Well, use cases. XML() is an alias for fromstring(), because it's
convenient (and well readable) to write

   section = XML('<section id="XYZ"><title>A to Z</title></section>')
   section.append(paragraphs)

for XML literals in source code. fromstring() is there because when you
want to parse a fragment from a string that you got from whatever source,
it's easy to express that with exactly that function, as in

	el = fromstring(some_string)

If you want to parse a document from a file or file-like object, use
parse(). Three use cases, three functions. The fourth use case of parsing a
document from a string does not have its own function, because it is
trivial to write

	tree = parse(BytesIO(some_byte_string))

I do not argue that fromstring() should necessarily return an Element, as
parsing fragments is more likely for literals than for strings that come
from somewhere else. However, given that the use case of parsing a document
from a string is so easily handled with parse(), I find it ok to give the
second use case its own function, simply because

	tree = fromstring(some_string)
	fragment_top_element = tree.getroot()

absolutely does not catch it.


> Why not enhance parse and deprecate XML and fromstring with
> something like:
>
> formPostData = cgi.FieldStorage()
> theXmlData = formPostData['theXml'].value
> theXmlDataTree =
et.parse(makeThisUnicodeStringLookLikeAFileSoParseWillDealWithIt(theXmlData))

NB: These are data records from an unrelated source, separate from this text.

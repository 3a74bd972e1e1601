use serde::Serialize;

use dsdlc_schema::{ArrayMode, CastMode, FieldType, PrimitiveKind};

use crate::error::DsdlcError;
use crate::utils::bit_length;

/// Target representation of one schema field or constant type. Derived
/// per compile run; the parsed schema is never touched.
#[derive(Debug, Clone, PartialEq, Serialize)]
pub struct ResolvedFieldView {
    /// C spelling of the base type. A compound's underscore name, empty
    /// for void fields.
    pub c_type: String,
    /// Suffix placed after the member name, `"[8]"` for arrays.
    pub post_type: String,
    /// Comment carried onto the generated member.
    pub comment: String,
    /// Declared bit length (the element's, for arrays; 0 for compounds).
    pub bitlen: u32,
    /// Largest value representable in the declared bit length.
    pub max_value: u128,
    pub signed: bool,
    pub saturate: bool,
    /// Set for 16-bit floats, which ride in a 32-bit `float`.
    pub half_precision: bool,
    pub array: Option<ArrayView>,
}

#[derive(Debug, Clone, PartialEq, Serialize)]
pub struct ArrayView {
    pub max_size: u64,
    pub dynamic: bool,
    /// Bits needed to encode a length up to `max_size`.
    pub len_prefix_bits: u32,
}

/// Smallest supported width >= the declared bit length.
fn expand_to_next_full(bitlen: u32) -> Result<u32, DsdlcError> {
    match bitlen {
        1..=8 => Ok(8),
        9..=16 => Ok(16),
        17..=32 => Ok(32),
        33..=64 => Ok(64),
        other => Err(DsdlcError::UnsupportedTypeKind(format!(
            "integer bit length {other}"
        ))),
    }
}

fn max_value(bitlen: u32, unsigned: bool) -> u128 {
    if unsigned {
        (1u128 << bitlen) - 1
    } else {
        (1u128 << (bitlen - 1)) - 1
    }
}

fn cast_label(cast_mode: CastMode) -> &'static str {
    match cast_mode {
        CastMode::Saturated => "Saturate",
        CastMode::Truncated => "Truncate",
    }
}

/// Maps one schema type to its target representation. Pure function of
/// the input.
pub fn map(ty: &FieldType) -> Result<ResolvedFieldView, DsdlcError> {
    match ty {
        FieldType::Primitive {
            kind,
            bitlen,
            cast_mode,
        } => map_primitive(*kind, *bitlen, *cast_mode),

        FieldType::Array {
            element,
            mode,
            max_size,
        } => {
            let inner = map(element)?;
            let mode_label = match mode {
                ArrayMode::Static => "Static Array",
                ArrayMode::Dynamic => "Dynamic Array",
            };
            Ok(ResolvedFieldView {
                c_type: inner.c_type,
                post_type: format!("[{max_size}]"),
                comment: format!("{} {}bit[{}] max items", mode_label, inner.bitlen, max_size),
                bitlen: inner.bitlen,
                max_value: inner.max_value,
                signed: inner.signed,
                saturate: inner.saturate,
                half_precision: inner.half_precision,
                array: Some(ArrayView {
                    max_size: *max_size,
                    dynamic: *mode == ArrayMode::Dynamic,
                    len_prefix_bits: bit_length(*max_size),
                }),
            })
        }

        // Opaque named reference; the layout is whatever the referenced
        // type resolves to.
        FieldType::Compound { full_name } => Ok(ResolvedFieldView {
            c_type: full_name.replace('.', "_"),
            post_type: String::new(),
            comment: String::new(),
            bitlen: 0,
            max_value: 0,
            signed: false,
            saturate: false,
            half_precision: false,
            array: None,
        }),

        FieldType::Void { bitlen } => Ok(ResolvedFieldView {
            c_type: String::new(),
            post_type: String::new(),
            comment: format!("void{bitlen}"),
            bitlen: *bitlen,
            max_value: 0,
            signed: false,
            saturate: false,
            half_precision: false,
            array: None,
        }),
    }
}

fn map_primitive(
    kind: PrimitiveKind,
    bitlen: u32,
    cast_mode: CastMode,
) -> Result<ResolvedFieldView, DsdlcError> {
    match kind {
        PrimitiveKind::Float => {
            let c_type = match bitlen {
                16 | 32 => "float",
                64 => "double",
                other => {
                    return Err(DsdlcError::UnsupportedTypeKind(format!(
                        "float bit length {other}"
                    )))
                }
            };
            Ok(ResolvedFieldView {
                c_type: c_type.to_string(),
                post_type: String::new(),
                comment: format!("float{} {}", bitlen, cast_label(cast_mode)),
                bitlen,
                max_value: max_value(bitlen, false),
                signed: false,
                // Floats never saturate, whatever the declared cast mode.
                saturate: false,
                half_precision: bitlen == 16,
                array: None,
            })
        }

        PrimitiveKind::Bool => Ok(ResolvedFieldView {
            c_type: "bool".to_string(),
            post_type: String::new(),
            comment: format!("bit len {bitlen}"),
            bitlen,
            max_value: max_value(bitlen, true),
            signed: false,
            saturate: false,
            half_precision: false,
            array: None,
        }),

        PrimitiveKind::UnsignedInt | PrimitiveKind::SignedInt => {
            let signed = kind == PrimitiveKind::SignedInt;
            let width = expand_to_next_full(bitlen)?;
            // A full-width field cannot receive an out-of-range value,
            // so an exact fit turns saturation off even when requested.
            let saturate = cast_mode == CastMode::Saturated && width != bitlen;
            Ok(ResolvedFieldView {
                c_type: format!("{}{}_t", if signed { "int" } else { "uint" }, width),
                post_type: String::new(),
                comment: format!("bit len {bitlen}"),
                bitlen,
                max_value: max_value(bitlen, !signed),
                signed,
                saturate,
                half_precision: false,
                array: None,
            })
        }
    }
}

This will not work because ET cannot parse from unicode strings (unless
they only contain plain ASCII characters and you happen to be using Python
2.x). lxml can parse from unicode strings, but it requires that the XML
must not have an encoding declaration (which would render it non
well-formed). This is convenient for parsing HTML, it's less convenient for
XML usually.

If what you meant is actually parsing from a byte string, this is easily
done using BytesIO(), or StringIO() in Py2.x (x<6).